WHAT TO DO: Reproduce the entries so that every line matches the original exactly.

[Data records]
════════════════════
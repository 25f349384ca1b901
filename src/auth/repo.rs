use anyhow::Context;
use async_trait::async_trait;
use uuid::Uuid;

use super::repo_types::{Account, AccountRow, HealthUpdate, NewAccount};
use crate::store::PgStore;

const ACCOUNT_COLUMNS: &str = r#"
    id, username, email, password_hash, profile_pic_url, avatar_key,
    height_cm, weight_kg, dob, gender, activity_level, goal,
    recommended_calories, last_health_update, created_at
"#;

/// Another account already holds the email.
#[derive(Debug, thiserror::Error)]
#[error("email already registered: {0}")]
pub struct DuplicateEmail(pub String);

#[async_trait]
pub trait AccountRepo: Send + Sync {
    async fn find_account(&self, id: Uuid) -> anyhow::Result<Option<Account>>;
    async fn find_account_by_email(&self, email: &str) -> anyhow::Result<Option<Account>>;
    async fn create_account(&self, new: NewAccount<'_>) -> anyhow::Result<Account>;
    async fn update_username(&self, id: Uuid, username: &str) -> anyhow::Result<()>;
    async fn update_password_hash(&self, id: Uuid, password_hash: &str) -> anyhow::Result<()>;
    async fn update_avatar_key(&self, id: Uuid, key: &str) -> anyhow::Result<()>;
    async fn update_health(&self, id: Uuid, update: &HealthUpdate) -> anyhow::Result<()>;
    async fn set_recommended_calories(&self, id: Uuid, calories: i32) -> anyhow::Result<()>;
    async fn delete_account(&self, id: Uuid) -> anyhow::Result<()>;
}

#[async_trait]
impl AccountRepo for PgStore {
    async fn find_account(&self, id: Uuid) -> anyhow::Result<Option<Account>> {
        let row = sqlx::query_as::<_, AccountRow>(&format!(
            "SELECT {ACCOUNT_COLUMNS} FROM users WHERE id = $1"
        ))
        .bind(id)
        .fetch_optional(&self.db)
        .await
        .context("find account")?;
        Ok(row.map(Account::from))
    }

    async fn find_account_by_email(&self, email: &str) -> anyhow::Result<Option<Account>> {
        let row = sqlx::query_as::<_, AccountRow>(&format!(
            "SELECT {ACCOUNT_COLUMNS} FROM users WHERE email = $1"
        ))
        .bind(email)
        .fetch_optional(&self.db)
        .await
        .context("find account by email")?;
        Ok(row.map(Account::from))
    }

    async fn create_account(&self, new: NewAccount<'_>) -> anyhow::Result<Account> {
        let row = sqlx::query_as::<_, AccountRow>(&format!(
            r#"
            INSERT INTO users (username, email, password_hash, profile_pic_url)
            VALUES ($1, $2, $3, $4)
            RETURNING {ACCOUNT_COLUMNS}
            "#
        ))
        .bind(new.username)
        .bind(new.email)
        .bind(new.password_hash)
        .bind(new.profile_pic_url)
        .fetch_one(&self.db)
        .await
        .map_err(|e| {
            if let sqlx::Error::Database(db) = &e {
                if db.is_unique_violation() {
                    return anyhow::Error::new(DuplicateEmail(new.email.to_string()));
                }
            }
            anyhow::Error::new(e).context("insert account")
        })?;
        Ok(row.into())
    }

    async fn update_username(&self, id: Uuid, username: &str) -> anyhow::Result<()> {
        sqlx::query("UPDATE users SET username = $2 WHERE id = $1")
            .bind(id)
            .bind(username)
            .execute(&self.db)
            .await
            .context("update username")?;
        Ok(())
    }

    async fn update_password_hash(&self, id: Uuid, password_hash: &str) -> anyhow::Result<()> {
        sqlx::query("UPDATE users SET password_hash = $2 WHERE id = $1")
            .bind(id)
            .bind(password_hash)
            .execute(&self.db)
            .await
            .context("update password hash")?;
        Ok(())
    }

    async fn update_avatar_key(&self, id: Uuid, key: &str) -> anyhow::Result<()> {
        sqlx::query("UPDATE users SET avatar_key = $2 WHERE id = $1")
            .bind(id)
            .bind(key)
            .execute(&self.db)
            .await
            .context("update avatar key")?;
        Ok(())
    }

    async fn update_health(&self, id: Uuid, update: &HealthUpdate) -> anyhow::Result<()> {
        sqlx::query(
            r#"
            UPDATE users
               SET dob = $2, gender = $3, height_cm = $4, weight_kg = $5,
                   activity_level = $6, goal = $7, last_health_update = $8
             WHERE id = $1
            "#,
        )
        .bind(id)
        .bind(update.dob)
        .bind(&update.gender)
        .bind(update.height_cm)
        .bind(update.weight_kg)
        .bind(&update.activity_level)
        .bind(update.goal.as_str())
        .bind(update.updated_at)
        .execute(&self.db)
        .await
        .context("update health details")?;
        Ok(())
    }

    async fn set_recommended_calories(&self, id: Uuid, calories: i32) -> anyhow::Result<()> {
        sqlx::query("UPDATE users SET recommended_calories = $2 WHERE id = $1")
            .bind(id)
            .bind(calories)
            .execute(&self.db)
            .await
            .context("update recommended calories")?;
        Ok(())
    }

    async fn delete_account(&self, id: Uuid) -> anyhow::Result<()> {
        sqlx::query("DELETE FROM users WHERE id = $1")
            .bind(id)
            .execute(&self.db)
            .await
            .context("delete account")?;
        Ok(())
    }
}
════════════════════
EXERCISE SOLUTION:
repository 25f349384ca1b901
filename src/auth/repo.rs
use anyhow::Context;
use async_trait::async_trait;
use uuid::Uuid;

use super::repo_types::{Account, AccountRow, HealthUpdate, NewAccount};
use crate::store::PgStore;

const ACCOUNT_COLUMNS: &str = r#"
    id, username, email, password_hash, profile_pic_url, avatar_key,
    height_cm, weight_kg, dob, gender, activity_level, goal,
    recommended_calories, last_health_update, created_at
"#;

/// Another account already holds the email.
#[derive(Debug, thiserror::Error)]
#[error("email already registered: {0}")]
pub struct DuplicateEmail(pub String);

#[async_trait]
pub trait AccountRepo: Send + Sync {
    async fn find_account(&self, id: Uuid) -> anyhow::Result<Option<Account>>;
    async fn find_account_by_email(&self, email: &str) -> anyhow::Result<Option<Account>>;
    async fn create_account(&self, new: NewAccount<'_>) -> anyhow::Result<Account>;
    async fn update_username(&self, id: Uuid, username: &str) -> anyhow::Result<()>;
    async fn update_password_hash(&self, id: Uuid, password_hash: &str) -> anyhow::Result<()>;
    async fn update_avatar_key(&self, id: Uuid, key: &str) -> anyhow::Result<()>;
    async fn update_health(&self, id: Uuid, update: &HealthUpdate) -> anyhow::Result<()>;
    async fn set_recommended_calories(&self, id: Uuid, calories: i32) -> anyhow::Result<()>;
    async fn delete_account(&self, id: Uuid) -> anyhow::Result<()>;
}

#[async_trait]
impl AccountRepo for PgStore {
    async fn find_account(&self, id: Uuid) -> anyhow::Result<Option<Account>> {
        let row = sqlx::query_as::<_, AccountRow>(&format!(
            "SELECT {ACCOUNT_COLUMNS} FROM users WHERE id = $1"
        ))
        .bind(id)
        .fetch_optional(&self.db)
        .await
        .context("find account")?;
        Ok(row.map(Account::from))
    }

    async fn find_account_by_email(&self, email: &str) -> anyhow::Result<Option<Account>> {
        let row = sqlx::query_as::<_, AccountRow>(&format!(
            "SELECT {ACCOUNT_COLUMNS} FROM users WHERE email = $1"
        ))
        .bind(email)
        .fetch_optional(&self.db)
        .await
        .context("find account by email")?;
        Ok(row.map(Account::from))
    }

    async fn create_account(&self, new: NewAccount<'_>) -> anyhow::Result<Account> {
        let row = sqlx::query_as::<_, AccountRow>(&format!(
            r#"
            INSERT INTO users (username, email, password_hash, profile_pic_url)
            VALUES ($1, $2, $3, $4)
            RETURNING {ACCOUNT_COLUMNS}
            "#
        ))
        .bind(new.username)
        .bind(new.email)
        .bind(new.password_hash)
        .bind(new.profile_pic_url)
        .fetch_one(&self.db)
        .await
        .map_err(|e| {
            if let sqlx::Error::Database(db) = &e {
                if db.is_unique_violation() {
                    return anyhow::Error::new(DuplicateEmail(new.email.to_string()));
                }
            }
            anyhow::Error::new(e).context("insert account")
        })?;
        Ok(row.into())
    }

    async fn update_username(&self, id: Uuid, username: &str) -> anyhow::Result<()> {
        sqlx::query("UPDATE users SET username = $2 WHERE id = $1")
            .bind(id)
            .bind(username)
            .execute(&self.db)
            .await
            .context("update username")?;
        Ok(())
    }

    async fn update_password_hash(&self, id: Uuid, password_hash: &str) -> anyhow::Result<()> {
        sqlx::query("UPDATE users SET password_hash = $2 WHERE id = $1")
            .bind(id)
            .bind(password_hash)
            .execute(&self.db)
            .await
            .context("update password hash")?;
        Ok(())
    }

    async fn update_avatar_key(&self, id: Uuid, key: &str) -> anyhow::Result<()> {
        sqlx::query("UPDATE users SET avatar_key = $2 WHERE id = $1")
            .bind(id)
            .bind(key)
            .execute(&self.db)
            .await
            .context("update avatar key")?;
        Ok(())
    }

    async fn update_health(&self, id: Uuid, update: &HealthUpdate) -> anyhow::Result<()> {
        sqlx::query(
            r#"
            UPDATE users
               SET dob = $2, gender = $3, height_cm = $4, weight_kg = $5,
                   activity_level = $6, goal = $7, last_health_update = $8
             WHERE id = $1
            "#,
        )
        .bind(id)
        .bind(update.dob)
        .bind(&update.gender)
        .bind(update.height_cm)
        .bind(update.weight_kg)
        .bind(&update.activity_level)
        .bind(update.goal.as_str())
        .bind(update.updated_at)
        .execute(&self.db)
        .await
        .context("update health details")?;
        Ok(())
    }

    async fn set_recommended_calories(&self, id: Uuid, calories: i32) -> anyhow::Result<()> {
        sqlx::query("UPDATE users SET recommended_calories = $2 WHERE id = $1")
            .bind(id)
            .bind(calories)
            .execute(&self.db)
            .await
            .context("update recommended calories")?;
        Ok(())
    }

    async fn delete_account(&self, id: Uuid) -> anyhow::Result<()> {
        sqlx::query("DELETE FROM users WHERE id = $1")
            .bind(id)
            .execute(&self.db)
            .await
            .context("delete account")?;
        Ok(())
    }
}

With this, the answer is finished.